The changes may also have important knock-on implications for taxation. I will try not to tread on the Treasury’s toes, but some parallel announcements were made a few days after we announced our regulatory changes. They are also working their way through the system. The point I want to make to my hon. Friend the Member for West Suffolk and anybody else who has raised the point during the debate is that changing the way we treat offshore regulation is an essential first step to dealing with consumer protection and potentially to dealing with things such as the levy and possibly even taxation. However, that is not the whole answer. Clearly, we need to move on, having built that foundation, to create a new environment and a new type of successor to the levy.
We do not want the gambling industry to go the same way as the British shipping industry. The way to solve the problem is to reduce taxation so that the industry does not want go offshore in the first place.

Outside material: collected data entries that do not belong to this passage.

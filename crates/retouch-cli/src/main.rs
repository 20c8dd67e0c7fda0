//! retouch - headless photo adjustment renderer
//!
//! Renders a source image with a stored edit (RON adjustments), runs the
//! auto-enhance analyzer, and prints default edit/config files.

use anyhow::{Context, Result};
use clap::{Args, Parser, Subcommand, ValueEnum};
use std::path::PathBuf;
use tracing_subscriber::EnvFilter;

mod commands;

#[derive(Parser)]
#[command(name = "retouch")]
#[command(author, version, about = "Non-destructive photo adjustment renderer")]
#[command(long_about = "
Renders photos through the retouch adjustment pipeline.

Examples:
  retouch print-defaults > edit.ron           # Start an edit file
  retouch render photo.jpg -a edit.ron -o out.jpg
  retouch render photo.jpg -a edit.ron -o preview.png --preview 720x1280
  retouch render photo.jpg -a edit.ron --mask subject.png -o cutout.png
  retouch analyze photo.jpg --variant vivid   # Print an auto-enhanced edit
")]
struct Cli {
    #[command(subcommand)]
    command: Commands,

    /// Verbose output (-v debug, -vv trace)
    #[arg(short, long, global = true, action = clap::ArgAction::Count)]
    verbose: u8,

    /// Pipeline config (RON)
    #[arg(short, long, global = true)]
    config: Option<PathBuf>,

    /// Number of threads (0 = auto)
    #[arg(short = 'j', long, global = true)]
    threads: Option<usize>,
}

#[derive(Subcommand)]
enum Commands {
    /// Render an image with an adjustment file
    #[command(visible_alias = "r")]
    Render(RenderArgs),

    /// Suggest exposure/contrast for an image
    #[command(visible_alias = "a")]
    Analyze(AnalyzeArgs),

    /// Print default adjustments or config as RON
    #[command(name = "print-defaults")]
    PrintDefaults(PrintDefaultsArgs),
}

#[derive(Args)]
struct RenderArgs {
    /// Source image
    input: PathBuf,

    /// Output image
    #[arg(short, long)]
    output: PathBuf,

    /// Adjustments (RON); defaults leave the image unchanged
    #[arg(short, long)]
    adjustments: Option<PathBuf>,

    /// Subject mask image (white = subject) for background effects
    #[arg(short, long)]
    mask: Option<PathBuf>,

    /// Render a preview bounded by WIDTHxHEIGHT instead of full resolution
    #[arg(short, long, value_parser = commands::parse_size)]
    preview: Option<(u32, u32)>,

    /// Ignore the crop rectangle
    #[arg(long)]
    no_crop: bool,

    /// JPEG quality (1-100)
    #[arg(short, long, default_value = "95", value_parser = clap::value_parser!(u8).range(1..=100))]
    quality: u8,

    /// Hide the progress line
    #[arg(long)]
    quiet: bool,
}

#[derive(Clone, Copy, PartialEq, Eq, ValueEnum)]
enum VariantArg {
    None,
    Balanced,
    Warm,
    Cool,
    Vivid,
}

#[derive(Args)]
struct AnalyzeArgs {
    /// Source image
    input: PathBuf,

    /// Print a full adjustment file for this variant
    #[arg(long, value_enum)]
    variant: Option<VariantArg>,

    /// Layer the variant on top of these adjustments (RON)
    #[arg(short, long, requires = "variant")]
    adjustments: Option<PathBuf>,
}

#[derive(Clone, Copy, PartialEq, Eq, ValueEnum)]
enum DefaultsKind {
    Adjustments,
    Config,
}

#[derive(Args)]
struct PrintDefaultsArgs {
    /// Which file to print
    #[arg(value_enum, default_value = "adjustments")]
    kind: DefaultsKind,
}

fn init_logging(verbose: u8) {
    let level = match verbose {
        0 => "warn",
        1 => "debug",
        _ => "trace",
    };
    let filter = EnvFilter::try_from_default_env().unwrap_or_else(|_| EnvFilter::new(level));
    let _ = tracing_subscriber::fmt()
        .with_env_filter(filter)
        .with_writer(std::io::stderr)
        .try_init();
}

fn main() -> Result<()> {
    let cli = Cli::parse();
    init_logging(cli.verbose);

    let mut config = match &cli.config {
        Some(path) => retouch_render::RenderConfig::load(path)
            .with_context(|| format!("Failed to load config: {}", path.display()))?,
        None => retouch_render::RenderConfig::default(),
    };
    if let Some(threads) = cli.threads {
        config.threads = threads;
    }

    match cli.command {
        Commands::Render(args) => commands::render::run(args, config),
        Commands::Analyze(args) => commands::analyze::run(args, config),
        Commands::PrintDefaults(args) => commands::defaults::run(args, &config),
    }
}
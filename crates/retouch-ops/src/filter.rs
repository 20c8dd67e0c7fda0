//! Spatial filters: sharpen, structure, denoise and global blur.
//!
//! Every filter takes an amount in `[0, 1]`. Amounts at or below zero are a
//! no-op and return a clone sharing the input buffer. Alpha is never touched.
//!
//! Sharpen and denoise are 3×3 neighbourhood filters; the one-pixel border
//! keeps its input values. Both read from the untouched input, so rows can be
//! processed in parallel.

use rayon::prelude::*;
use retouch_core::Raster;
#[allow(unused_imports)]
use tracing::{debug, trace};

use crate::blur::{blur_downscaled, stack_blur};

/// Largest global blur radius; wider windows only repeat edge pixels.
const MAX_RADIUS: f32 = 65_536.0;

/// Unsharp 3×3 kernel: center `1 + 4a`, orthogonal neighbours `-a`.
pub fn sharpen(src: &Raster, amount: f32) -> Raster {
    if amount <= 0.0 {
        return src.clone();
    }
    trace!(amount, "sharpen");
    let center = 1.0 + 4.0 * amount;
    neighbourhood(src, |orig, n| {
        let ortho = n[1] + n[3] + n[5] + n[7];
        orig as f32 * center - ortho as f32 * amount
    })
}

/// 3×3 mean blended toward the original by `amount`.
pub fn denoise(src: &Raster, amount: f32) -> Raster {
    if amount <= 0.0 {
        return src.clone();
    }
    trace!(amount, "denoise");
    neighbourhood(src, |orig, n| {
        let mean = n.iter().sum::<i32>() / 9;
        orig as f32 + (mean - orig) as f32 * amount
    })
}

/// Local contrast: boosts the difference between each pixel and a blurred
/// copy with radius `max(5, 0.5% of width)`.
pub fn structure(src: &Raster, amount: f32) -> Raster {
    if amount <= 0.0 || src.is_empty() {
        return src.clone();
    }
    let radius = ((src.width() as f32 * 0.005) as i32).max(5);
    debug!(amount, radius, "structure");

    let mut blurred = src.clone();
    stack_blur(&mut blurred, radius);

    let mut out = src.clone();
    out.data_mut()
        .par_chunks_mut(Raster::CHANNELS)
        .zip(blurred.data().par_chunks(Raster::CHANNELS))
        .for_each(|(px, b)| {
            for c in 0..3 {
                let orig = px[c] as f32;
                px[c] = truncate(orig + (orig - b[c] as f32) * amount);
            }
        });
    out
}

/// Global blur with radius `max(1, amount · 50)`, computed at a long edge of
/// at most `max_edge`.
pub fn blur(src: &Raster, amount: f32, max_edge: u32) -> Raster {
    if amount <= 0.0 {
        return src.clone();
    }
    let radius = ((amount * 50.0).min(MAX_RADIUS) as i32).max(1);
    debug!(amount, radius, max_edge, "global blur");
    blur_downscaled(src, radius, max_edge)
}

/// Runs `kernel(center, neighbourhood)` on each RGB channel of every interior
/// pixel. The neighbourhood is the 3×3 block in row-major order.
fn neighbourhood<F>(src: &Raster, kernel: F) -> Raster
where
    F: Fn(i32, &[i32; 9]) -> f32 + Sync,
{
    let (w, h) = (src.width() as usize, src.height() as usize);
    if w < 3 || h < 3 {
        return src.clone();
    }
    let stride = src.row_stride();
    let input = src.data();
    let mut out = src.clone();

    out.data_mut()
        .par_chunks_mut(stride)
        .enumerate()
        .skip(1)
        .take(h - 2)
        .for_each(|(y, row)| {
            let above = &input[(y - 1) * stride..y * stride];
            let here = &input[y * stride..(y + 1) * stride];
            let below = &input[(y + 1) * stride..(y + 2) * stride];
            for x in 1..w - 1 {
                for c in 0..3 {
                    let at = |r: &[u8], dx: usize| r[(x + dx - 1) * 4 + c] as i32;
                    let n = [
                        at(above, 0), at(above, 1), at(above, 2),
                        at(here, 0), at(here, 1), at(here, 2),
                        at(below, 0), at(below, 1), at(below, 2),
                    ];
                    row[x * 4 + c] = truncate(kernel(n[4], &n));
                }
            }
        });
    out
}

#[inline]
fn truncate(v: f32) -> u8 {
    (v as i32).clamp(0, 255) as u8
}

#[cfg(test)]
mod tests {
    use super::*;

    fn dot(w: u32, h: u32, bg: u8, fg: u8) -> Raster {
        let mut img = Raster::filled(w, h, [bg, bg, bg, 255]);
        img.set_pixel(w / 2, h / 2, [fg, fg, fg, 255]);
        img
    }

    #[test]
    fn test_zero_amount_shares_buffer() {
        let img = dot(5, 5, 10, 200);
        assert!(sharpen(&img, 0.0).ptr_eq(&img));
        assert!(denoise(&img, -1.0).ptr_eq(&img));
        assert!(structure(&img, 0.0).ptr_eq(&img));
        assert!(blur(&img, 0.0, 1024).ptr_eq(&img));
    }

    #[test]
    fn test_sharpen_kernel() {
        let img = dot(5, 5, 100, 120);
        let out = sharpen(&img, 1.0);
        // 120 * 5 - 4 * 100
        assert_eq!(out.pixel(2, 2)[0], 200);
        // 100 * 5 - 3 * 100 - 120
        assert_eq!(out.pixel(2, 1)[0], 80);
        // diagonal neighbour sees only background
        assert_eq!(out.pixel(1, 1)[0], 100);
    }

    #[test]
    fn test_sharpen_clamps_and_keeps_border() {
        let img = dot(3, 3, 0, 255);
        let out = sharpen(&img, 1.0);
        assert_eq!(out.pixel(1, 1), [255, 255, 255, 255]);
        assert_eq!(out.pixel(0, 1), [0, 0, 0, 255]);
    }

    #[test]
    fn test_denoise_full_amount_is_mean() {
        let img = dot(3, 3, 0, 90);
        let out = denoise(&img, 1.0);
        assert_eq!(out.pixel(1, 1)[0], 10);
        let half = denoise(&img, 0.5);
        assert_eq!(half.pixel(1, 1)[0], 50);
    }

    #[test]
    fn test_uniform_image_unaffected() {
        let img = Raster::filled(6, 6, [77, 88, 99, 120]);
        assert_eq!(sharpen(&img, 0.5), img);
        assert_eq!(denoise(&img, 0.5), img);
        assert_eq!(structure(&img, 0.5), img);
    }

    #[test]
    fn test_tiny_image_passthrough() {
        let img = dot(2, 2, 0, 255);
        assert_eq!(sharpen(&img, 1.0), img);
    }

    #[test]
    fn test_structure_increases_local_contrast() {
        let img = dot(21, 21, 100, 160);
        let out = structure(&img, 1.0);
        assert!(out.pixel(10, 10)[0] > 160);
        assert_eq!(out.pixel(10, 10)[3], 255);
    }

    #[test]
    fn test_blur_spreads_dot() {
        let img = dot(9, 9, 0, 255);
        let out = blur(&img, 0.02, 1024);
        assert!(out.pixel(4, 4)[0] < 255);
        assert!(out.pixel(5, 4)[0] > 0);
    }

    #[test]
    fn test_blur_extreme_amount() {
        let img = Raster::filled(6, 5, [255, 255, 255, 255]);
        for amount in [1.0e6, f32::MAX, f32::INFINITY] {
            assert_eq!(blur(&img, amount, 1024), img);
        }
    }
}
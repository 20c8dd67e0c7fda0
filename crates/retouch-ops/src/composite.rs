//! Background compositor.
//!
//! Separates subject from background with an externally produced
//! segmentation mask (0 = background, 255 = subject) and either removes the
//! background or replaces it with a blurred copy of the image.
//!
//! The mask is normalized at a bounded working resolution: downscaled so its
//! long edge is at most `mask_edge`, binarized, feathered with the stack blur,
//! then scaled to the image size. Blending runs one row at a time:
//!
//! | mask   | blur                 | remove                    |
//! |--------|----------------------|---------------------------|
//! | 255    | original             | original                  |
//! | 0      | blurred background   | transparent `[0,0,0,0]`   |
//! | between| linear blend         | original RGB, alpha × m   |

use rayon::prelude::*;
use retouch_core::{Mask, Raster};
#[allow(unused_imports)]
use tracing::{debug, trace, warn};

use crate::blur::{blur_downscaled, stack_blur_mask};
use crate::resample::{fit_within, resize_mask};

/// What to do with the background.
#[derive(Debug, Clone, Copy, PartialEq, Eq, Hash, Default)]
#[cfg_attr(feature = "serde", derive(serde::Serialize, serde::Deserialize))]
pub enum BackgroundMode {
    /// Leave the image alone.
    #[default]
    None,
    /// Make the background transparent.
    Remove,
    /// Replace the background with a blurred copy.
    Blur,
}

/// Working-resolution limits for [`composite`].
#[derive(Debug, Clone, Copy, PartialEq)]
pub struct CompositeOptions {
    /// Long-edge cap for mask normalization.
    pub mask_edge: u32,
    /// Feather radius at the mask working resolution.
    pub feather_radius: i32,
    /// Long-edge cap for the background blur.
    pub blur_edge: u32,
}

impl Default for CompositeOptions {
    fn default() -> Self {
        Self {
            mask_edge: 1024,
            feather_radius: 3,
            blur_edge: 1024,
        }
    }
}

/// Composites `src` according to `mode`.
///
/// Returns a clone sharing the input buffer when `mode` is
/// [`BackgroundMode::None`] or no mask is available.
pub fn composite(
    src: &Raster,
    mask: Option<&Mask>,
    mode: BackgroundMode,
    blur_radius: i32,
    opts: &CompositeOptions,
) -> Raster {
    if mode == BackgroundMode::None || src.is_empty() {
        return src.clone();
    }
    let Some(mask) = mask else {
        warn!(?mode, "background effect requested without a segmentation mask");
        return src.clone();
    };
    if mask.width() == 0 || mask.height() == 0 {
        warn!(?mode, "empty segmentation mask ignored");
        return src.clone();
    }
    trace!(width = src.width(), height = src.height(), ?mode, blur_radius, "composite");

    let alpha = normalize_mask(mask, src.width(), src.height(), opts);
    let background = match mode {
        BackgroundMode::Blur => Some(blur_downscaled(src, blur_radius, opts.blur_edge)),
        _ => None,
    };

    let stride = src.row_stride();
    let w = src.width() as usize;
    let mut out = src.clone();
    out.data_mut()
        .par_chunks_mut(stride)
        .enumerate()
        .for_each(|(y, row)| {
            let m_row = &alpha.data()[y * w..(y + 1) * w];
            let bg_row = background.as_ref().map(|bg| bg.row(y as u32));
            for (x, px) in row.chunks_exact_mut(Raster::CHANNELS).enumerate() {
                let m = m_row[x];
                if m == 255 {
                    continue;
                }
                match bg_row {
                    Some(bg) => {
                        let b = &bg[x * 4..x * 4 + 4];
                        for c in 0..4 {
                            px[c] = blend(px[c], b[c], m);
                        }
                    }
                    None if m == 0 => px.copy_from_slice(&[0, 0, 0, 0]),
                    None => px[3] = scale(px[3], m),
                }
            }
        });
    out
}

/// Feathered mask at `width × height`.
pub fn normalize_mask(mask: &Mask, width: u32, height: u32, opts: &CompositeOptions) -> Mask {
    let (ww, wh) = fit_within(mask.width(), mask.height(), opts.mask_edge);
    let mut working = resize_mask(mask, ww, wh);
    working.binarize();
    stack_blur_mask(&mut working, opts.feather_radius);
    debug!(working_w = ww, working_h = wh, feather = opts.feather_radius, "mask normalized");
    resize_mask(&working, width, height)
}

/// `fg·m + bg·(255 − m)`, normalized and rounded.
#[inline]
fn blend(fg: u8, bg: u8, m: u8) -> u8 {
    let (fg, bg, m) = (fg as u32, bg as u32, m as u32);
    ((fg * m + bg * (255 - m) + 127) / 255) as u8
}

#[inline]
fn scale(v: u8, m: u8) -> u8 {
    ((v as u32 * m as u32 + 127) / 255) as u8
}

As a low-tax and free-market Tory, my instincts are of course with my hon. Friend. We will have to wait for the Treasury’s announcement on such matters. It is important to remember that there is a distinction between betting duty and corporation tax. Just as Goldman Sachs has a headquarters based in America but a large operation here in the UK, so too the location of betting firms’ corporate headquarters may be in a different place from where their operations and the jobs are. That is an important distinction to remember.
Given the limited amount of time, I want briefly to update colleagues on the progress we are making in the ongoing discussions between the gambling and horse racing industries in our search to find a successor to the levy. I am afraid I will not be able to give a running commentary, because the conversations are detailed and difficult, with the entrenched positions that everyone here has already mentioned. However, I can report that I have been impressed so far by the willingness of all sides to engage constructively and actively, and with a degree of determination. We are only partway through the process. There is a great deal further to do.
I reassure my hon. Friend the Member for Tewkesbury that while we may have started with the three options that I laid out to get the conversation started, we are moving on from them. I am taking the approach that if the gambling and horse racing industries can come up with something that they are both willing to sign up to, which satisfies basic principles of fairness on each side, it is not up to politicians to second-guess or contradict what the two industries can agree. We want to come up with something that is both enforceable and sustainable, so that when a new contract comes to an end there is a series of incentives and potential downsides for both industries that force them back to the table. That would ensure that they need to negotiate a successor contract or agreement so that the arrangement does not just come to an end after five years. If we can arrange those kinds of incentives, we will have that long sought after arrangement where racing will become in the best possible sense of the word a normal sport that does not depend on politicians and does not require Ministers or anybody from the Department for Culture, Media and Sport, and where the phrase “Hello, I’m here from the Government, and I’m here to help” does not send a chill through the blood.